Set down exactly, from the records below, the line with "const FADE_IN_SPEED: f64 = 1.8;" through the line with "self.x = sx - (sx - self.x) * ratio;", and nothing else.

• _Record set_
◆ ◆ ◆ ◆ ◆

use std::collections::HashSet;

use log::{debug, warn};

use super::config::GraphConfig;
use super::error::{GraphError, Result};
use super::events::{EventInput, LiveEvent, Normalizer, Playlist, normalize_at};
use super::fx::{FxEngine, FxTarget};
use super::layout::{LayoutCoordinator, SnapshotDiff};
use super::physics::PhysicsEngine;
use super::picking::{DragState, Pick, Selection, SelectionEvent, node_at, pick};
use super::playback::Playback;
use super::scheduler::FrameTarget;
use super::types::{NodePosition, Snapshot};

const MIN_ZOOM: f64 = 0.1;
const MAX_ZOOM: f64 = 10.0;
/// Seconds a pointer must rest on a node before its highlight fades in.
const HOVER_DELAY: f64 = 0.08;
const FADE_IN_SPEED: f64 = 1.8;
const FADE_OUT_SPEED: f64 = 1.26;
/// Longest frame gap the hover fade integrates, in seconds.
const MAX_FRAME_DT: f64 = 0.1;

/// Screen = graph * k + (x, y).
#[derive(Clone, Debug, PartialEq)]
pub struct ViewTransform {
	pub x: f64,
	pub y: f64,
	pub k: f64,
}

impl Default for ViewTransform {
	fn default() -> Self {
		Self {
			x: 0.0,
			y: 0.0,
			k: 1.0,
		}
	}
}

impl ViewTransform {
	pub fn screen_to_graph(&self, sx: f64, sy: f64) -> (f64, f64) {
		((sx - self.x) / self.k, (sy - self.y) / self.k)
	}

	pub fn graph_to_screen(&self, gx: f64, gy: f64) -> (f64, f64) {
		(gx * self.k + self.x, gy * self.k + self.y)
	}

	/// Zooms by `factor` keeping the graph point under `(sx, sy)` fixed.
	pub fn zoom_at(&mut self, sx: f64, sy: f64, factor: f64) {
		let k = (self.k * factor).clamp(MIN_ZOOM, MAX_ZOOM);
		let ratio = k / self.k;
		self.x = sx - (sx - self.x) * ratio;
		self.y = sy - (sy - self.y) * ratio;
		self.k = k;
	}
}

#[derive(Clone, Debug, Default)]
pub struct PanState {
	pub active: bool,
	pub start_x: f64,
	pub start_y: f64,
	pub transform_start_x: f64,
	pub transform_start_y: f64,
}

#[derive(Clone, Debug, Default)]
pub struct HoverState {
	pub node: Option<String>,
	pub neighbors: HashSet<String>,
	pub highlight_t: f64,
	pub prev_node: Option<String>,
	pub prev_neighbors: HashSet<String>,
	delay_t: f64,
}

impl HoverState {
	/// Eases `highlight_t` by `dt` seconds. Returns whether it still moves.
	fn step(&mut self, dt: f64) -> bool {
		if self.node.is_some() {
			self.delay_t = (self.delay_t + dt).min(HOVER_DELAY);
			if self.delay_t >= HOVER_DELAY {
				self.highlight_t += (1.0 - self.highlight_t) * FADE_IN_SPEED * dt;
				if self.highlight_t > 0.99 {
					self.highlight_t = 1.0;
				}
			}
			return self.highlight_t < 1.0;
		}
		if self.prev_node.is_none() && self.highlight_t == 0.0 {
			return false;
		}
		self.highlight_t -= self.highlight_t * FADE_OUT_SPEED * dt;
		if self.highlight_t < 0.01 {
			self.highlight_t = 0.0;
			self.prev_node = None;
			self.prev_neighbors.clear();
		}
		true
	}
}

/// One engine instance: the working set, physics, FX overlay and pointer
/// state behind a single canvas.
pub struct GraphState {
	config: GraphConfig,
	layout: LayoutCoordinator,
	physics: PhysicsEngine,
	normalizer: Normalizer,
	fx: FxEngine,
	selection: Selection,
	drag: Option<DragState>,
	playback: Option<Playback>,
	pub transform: ViewTransform,
	pub pan: PanState,
	pub hover: HoverState,
	now_ms: f64,
	last_frame: Option<f64>,
	redraw: bool,
	selection_events: Vec<SelectionEvent>,
	errors: Vec<GraphError>,
}

impl GraphState {
	pub fn new(config: GraphConfig) -> Self {
		Self {
			layout: LayoutCoordinator::new(config.default_node_size),
			physics: PhysicsEngine::new(config.physics.clone()),
			normalizer: Normalizer::new(),
			fx: FxEngine::new(config.fx.clone(), config.limits.clone()),
			selection: Selection::default(),
			drag: None,
			playback: None,
			transform: ViewTransform::default(),
			pan: PanState::default(),
			hover: HoverState::default(),
			now_ms: 0.0,
			last_frame: None,
			redraw: true,
			selection_events: Vec::new(),
			errors: Vec::new(),
			config,
		}
	}

	pub fn config(&self) -> &GraphConfig {
		&self.config
	}

	pub fn layout(&self) -> &LayoutCoordinator {
		&self.layout
	}

	pub fn physics(&self) -> &PhysicsEngine {
		&self.physics
	}

	pub fn fx(&self) -> &FxEngine {
		&self.fx
	}

	pub fn selection(&self) -> &Selection {
		&self.selection
	}

	pub fn drag(&self) -> Option<&DragState> {
		self.drag.as_ref()
	}

	pub fn playback(&self) -> Option<&Playback> {
		self.playback.as_ref()
	}

	pub fn playback_mut(&mut self) -> Option<&mut Playback> {
		self.redraw = true;
		self.playback.as_mut()
	}

	/// Timestamp of the current frame; live events spawn at this time. Zero
	/// until the first frame, which moves anything spawned earlier onto its clock.
	pub fn now_ms(&self) -> f64 {
		self.now_ms
	}

	pub fn positions(&self) -> Vec<NodePosition> {
		self.layout.positions()
	}

	/// Selection changes since the last call, oldest first.
	pub fn take_selection_events(&mut self) -> Vec<SelectionEvent> {
		std::mem::take(&mut self.selection_events)
	}

	/// Playlist steps that stopped resolving after a snapshot swap.
	pub fn take_errors(&mut self) -> Vec<GraphError> {
		std::mem::take(&mut self.errors)
	}

	/// Replaces the working set. On error nothing changes.
	pub fn set_snapshot(&mut self, snapshot: &Snapshot) -> Result<SnapshotDiff> {
		let diff = self.layout.set_snapshot(snapshot)?;

		let layout = &self.layout;
		let expired = self.fx.expire_where(self.now_ms, |target| match target {
			FxTarget::Node(id) => layout.node(id).is_none(),
			FxTarget::Edge(key) => layout.edge(key).is_none(),
		});
		if expired > 0 {
			debug!("{expired} fx entities lost their target");
		}
		self.drop_stale_interaction();

		if self.config.test_mode {
			self.physics.relax(&mut self.layout, self.config.relax_iterations);
		} else {
			self.physics.reheat();
		}
		self.redraw = true;
		Ok(diff)
	}

	pub fn set_viewport(&mut self, width: f64, height: f64) -> bool {
		if !self.layout.set_viewport(width, height) {
			return false;
		}
		if self.config.test_mode {
			self.physics.relax(&mut self.layout, self.config.relax_iterations);
		} else {
			self.physics.reheat();
		}
		self.redraw = true;
		true
	}

	/// Loads `snapshot` and lays it out with the fixed relaxation pass,
	/// independent of any clock.
	pub fn relax(&mut self, snapshot: &Snapshot) -> Result<Vec<NodePosition>> {
		self.set_snapshot(snapshot)?;
		if !self.config.test_mode {
			self.physics.relax(&mut self.layout, self.config.relax_iterations);
		}
		Ok(self.layout.positions())
	}

	pub fn reheat(&mut self) {
		self.physics.reheat();
	}

	/// Normalizes a live event and spawns its FX at the current frame time.
	pub fn push_event(&mut self, event: LiveEvent) -> Result<usize> {
		let event = self.normalizer.normalize(EventInput::Live(event), &self.layout)?;
		self.redraw = true;
		Ok(self.fx.spawn_from_event(&event, self.now_ms))
	}

	pub fn push_json(&mut self, json: &str) -> Result<usize> {
		let event = self.normalizer.normalize_json(json, &self.layout)?;
		self.redraw = true;
		Ok(self.fx.spawn_from_event(&event, self.now_ms))
	}

	/// Checks every step against the current snapshot, then installs the
	/// playlist stopped at its start.
	pub fn load_playlist(&mut self, playlist: Playlist) -> Result<()> {
		self.normalizer.normalize_playlist(&playlist, &self.layout)?;
		if let Some(equivalent) = &playlist.equivalent {
			if equivalent != self.layout.equivalent() {
				warn!(
					"playlist is for {equivalent}, snapshot is {}",
					self.layout.equivalent()
				);
			}
		}
		debug!("playlist loaded, {} steps", playlist.steps.len());
		self.playback = Some(Playback::new(playlist));
		Ok(())
	}

	pub fn screen_to_graph(&self, sx: f64, sy: f64) -> (f64, f64) {
		self.transform.screen_to_graph(sx, sy)
	}

	/// Selects what is under the pointer and grabs it if it is a node.
	/// Returns whether a drag started; otherwise the host may pan.
	pub fn pointer_down(&mut self, sx: f64, sy: f64) -> bool {
		let (x, y) = self.screen_to_graph(sx, sy);
		let hit = pick(
			self.layout.nodes(),
			self.layout.edges(),
			x,
			y,
			self.config.pick_slop,
			self.config.edge_tolerance,
		);
		let had_selection = !self.selection.is_empty();
		let event = self.selection.select(hit.clone());
		if had_selection || event != SelectionEvent::Cleared {
			self.selection_events.push(event);
		}
		self.redraw = true;

		let Some(Pick::Node(id)) = hit else {
			return false;
		};
		let Some((nx, ny)) = self.layout.node(&id).map(|n| (n.x, n.y)) else {
			return false;
		};
		self.physics.pin(&mut self.layout, &id, nx, ny);
		self.physics.reheat();
		self.drag = Some(DragState {
			node: id.clone(),
			offset: (nx - x, ny - y),
		});
		self.selection_events.push(SelectionEvent::DragStarted(id));
		true
	}

	/// Drags the grabbed node, pans, or updates hover, in that order.
	pub fn pointer_move(&mut self, sx: f64, sy: f64) {
		if let Some(drag) = &self.drag {
			let (x, y) = self.screen_to_graph(sx, sy);
			let (px, py) = (x + drag.offset.0, y + drag.offset.1);
			let id = drag.node.clone();
			self.physics.pin(&mut self.layout, &id, px, py);
			self.physics.reheat();
			self.redraw = true;
		} else if self.pan.active {
			self.transform.x = self.pan.transform_start_x + (sx - self.pan.start_x);
			self.transform.y = self.pan.transform_start_y + (sy - self.pan.start_y);
			self.redraw = true;
		} else {
			let (x, y) = self.screen_to_graph(sx, sy);
			let hovered = node_at(self.layout.nodes(), x, y, self.config.pick_slop)
				.map(|i| self.layout.nodes()[i].id().to_owned());
			self.set_hover(hovered);
		}
	}

	/// Releases a drag (the node goes back to the simulation) and ends panning.
	pub fn pointer_up(&mut self) {
		self.pan.active = false;
		if let Some(drag) = self.drag.take() {
			self.physics.unpin(&mut self.layout, &drag.node);
			self.physics.reheat();
			self.selection_events.push(SelectionEvent::DragEnded(drag.node));
			self.redraw = true;
		}
	}

	pub fn pointer_leave(&mut self) {
		self.pointer_up();
		self.set_hover(None);
	}

	pub fn begin_pan(&mut self, sx: f64, sy: f64) {
		self.pan = PanState {
			active: true,
			start_x: sx,
			start_y: sy,
			transform_start_x: self.transform.x,
			transform_start_y: self.transform.y,
		};
	}

	/// Wheel zoom around the pointer: scrolling down zooms out.
	pub fn wheel(&mut self, sx: f64, sy: f64, delta_y: f64) {
		let factor = if delta_y > 0.0 { 0.9 } else { 1.1 };
		self.transform.zoom_at(sx, sy, factor);
		self.redraw = true;
	}

	pub fn set_hover(&mut self, node: Option<String>) {
		if self.hover.node == node {
			return;
		}
		let was_hovering = self.hover.node.is_some();

		// keep the old highlight around so it can fade out
		if was_hovering && node.is_none() {
			self.hover.prev_node = self.hover.node.take();
			self.hover.prev_neighbors = std::mem::take(&mut self.hover.neighbors);
		} else {
			self.hover.prev_node = None;
			self.hover.prev_neighbors.clear();
		}

		self.hover.neighbors = node
			.as_deref()
			.map(|id| self.neighbors_of(id))
			.unwrap_or_default();
		if node.is_some() && !was_hovering {
			self.hover.delay_t = 0.0;
		}
		self.hover.node = node;
		self.redraw = true;
	}

	pub fn is_highlighted(&self, id: &str) -> bool {
		self.is_hovered(id)
			|| self.hover.neighbors.contains(id)
			|| self.hover.prev_neighbors.contains(id)
	}

	pub fn is_hovered(&self, id: &str) -> bool {
		self.hover.node.as_deref() == Some(id) || self.hover.prev_node.as_deref() == Some(id)
	}

	pub fn has_active_highlight(&self) -> bool {
		self.hover.node.is_some() || self.hover.prev_node.is_some()
	}

	fn neighbors_of(&self, id: &str) -> HashSet<String> {
		let nodes = self.layout.nodes();
		self.layout
			.edges()
			.iter()
			.filter_map(|e| {
				let (s, t) = (nodes[e.source].id(), nodes[e.target].id());
				if s == id {
					Some(t.to_owned())
				} else if t == id {
					Some(s.to_owned())
				} else {
					None
				}
			})
			.collect()
	}

	/// Forgets selection, drag and hover that point at ids the current
	/// snapshot no longer has.
	fn drop_stale_interaction(&mut self) {
		let node_gone = |id: &String| self.layout.node(id).is_none();
		let stale_selection = self.selection.node.as_ref().is_some_and(node_gone)
			|| self
				.selection
				.edge
				.as_ref()
				.is_some_and(|key| self.layout.edge(key).is_none());
		if stale_selection {
			self.selection = Selection::default();
			self.selection_events.push(SelectionEvent::Cleared);
		}

		if self.drag.as_ref().is_some_and(|d| node_gone(&d.node)) {
			if let Some(drag) = self.drag.take() {
				self.selection_events.push(SelectionEvent::DragEnded(drag.node));
			}
		}

		match self.hover.node.clone() {
			Some(id) if self.layout.node(&id).is_none() => self.hover = HoverState::default(),
			Some(id) => self.hover.neighbors = self.neighbors_of(&id),
			None => {}
		}
		if self.hover.prev_node.as_ref().is_some_and(node_gone) {
			self.hover.prev_node = None;
			self.hover.prev_neighbors.clear();
		}
	}

	fn poll_playback(&mut self, now: f64) {
		let Some(playback) = self.playback.as_mut() else {
			return;
		};
		for (index, step) in playback.poll(now) {
			match normalize_at(index, EventInput::Scripted(step), &self.layout) {
				Ok(event) => {
					self.fx.spawn_from_event(&event, now);
					self.redraw = true;
				}
				Err(err) => {
					warn!("playlist step skipped: {err}");
					self.errors.push(err);
				}
			}
		}
	}
}

impl FrameTarget for GraphState {
	fn begin_frame(&mut self, now: f64) {
		let dt = self
			.last_frame
			.map(|last| ((now - last) / 1000.0).clamp(0.0, MAX_FRAME_DT))
			.unwrap_or(0.0);
		if self.last_frame.is_none() && now != self.now_ms {
			self.fx.rebase(now - self.now_ms);
		}
		self.last_frame = Some(now);
		self.now_ms = now;
		if self.hover.step(dt) {
			self.redraw = true;
		}
		self.poll_playback(now);
	}

	fn physics_active(&self) -> bool {
		!self.config.test_mode && self.physics.is_active()
	}

	fn step_physics(&mut self, substeps: usize) -> usize {
		let mut ran = 0;
		while ran < substeps {
			ran += 1;
			if !self.physics.tick(&mut self.layout) {
				break;
			}
		}
		ran
	}

	fn advance_fx(&mut self, now: f64) -> usize {
		self.fx.advance(now)
	}

	fn fx_live(&self) -> usize {
		self.fx.len()
	}

	fn take_redraw(&mut self) -> bool {
		std::mem::take(&mut self.redraw)
	}
}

◆ ◆ ◆ ◆ ◆

• _Task solution_
const FADE_IN_SPEED: f64 = 1.8;
const FADE_OUT_SPEED: f64 = 1.26;
/// Longest frame gap the hover fade integrates, in seconds.
const MAX_FRAME_DT: f64 = 0.1;

/// Screen = graph * k + (x, y).
#[derive(Clone, Debug, PartialEq)]
pub struct ViewTransform {
	pub x: f64,
	pub y: f64,
	pub k: f64,
}

impl Default for ViewTransform {
	fn default() -> Self {
		Self {
			x: 0.0,
			y: 0.0,
			k: 1.0,
		}
	}
}

impl ViewTransform {
	pub fn screen_to_graph(&self, sx: f64, sy: f64) -> (f64, f64) {
		((sx - self.x) / self.k, (sy - self.y) / self.k)
	}

	pub fn graph_to_screen(&self, gx: f64, gy: f64) -> (f64, f64) {
		(gx * self.k + self.x, gy * self.k + self.y)
	}

	/// Zooms by `factor` keeping the graph point under `(sx, sy)` fixed.
	pub fn zoom_at(&mut self, sx: f64, sy: f64, factor: f64) {
		let k = (self.k * factor).clamp(MIN_ZOOM, MAX_ZOOM);
		let ratio = k / self.k;
		self.x = sx - (sx - self.x) * ratio;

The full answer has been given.